**WORK ORDER:**
Only the lines from the one that contains "a conversation's title." through the last line of the records should appear, each printed exactly as it is.

Data entries
BEGIN
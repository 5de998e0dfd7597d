//! ConversationStore trait: where conversation history lives.
//!
//! The chat service only needs create/get/append; list, rename and delete
//! back the conversation management surface that fronts the service.

use async_trait::async_trait;

use crate::error::StoreError;
use crate::message::{ChatRecord, Conversation, ConversationId};

#[async_trait]
pub trait ConversationStore: Send + Sync {
    /// Persist a new conversation and return it.
    async fn create(&self, conversation: Conversation) -> Result<Conversation, StoreError>;

    /// Fetch a conversation by ID.
    async fn get(&self, id: &ConversationId) -> Result<Option<Conversation>, StoreError>;

    /// Append an exchange, returning the updated conversation.
    async fn append(
        &self,
        id: &ConversationId,
        record: ChatRecord,
    ) -> Result<Conversation, StoreError>;

    /// Conversations owned by `user_id`, most recently updated first.
    async fn list_for_user(&self, user_id: &str) -> Result<Vec<Conversation>, StoreError>;

    /// Change a conversation's title.
    async fn rename(&self, id: &ConversationId, title: &str) -> Result<Conversation, StoreError>;

    /// Remove a conversation. Returns `true` if something was deleted.
    async fn delete(&self, id: &ConversationId) -> Result<bool, StoreError>;

    /// Backend name (for diagnostics).
    fn name(&self) -> &str;
}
END
**TASK RESPONSE:**
    /// Change a conversation's title.
    async fn rename(&self, id: &ConversationId, title: &str) -> Result<Conversation, StoreError>;

    /// Remove a conversation. Returns `true` if something was deleted.
    async fn delete(&self, id: &ConversationId) -> Result<bool, StoreError>;

    /// Backend name (for diagnostics).
    fn name(&self) -> &str;
}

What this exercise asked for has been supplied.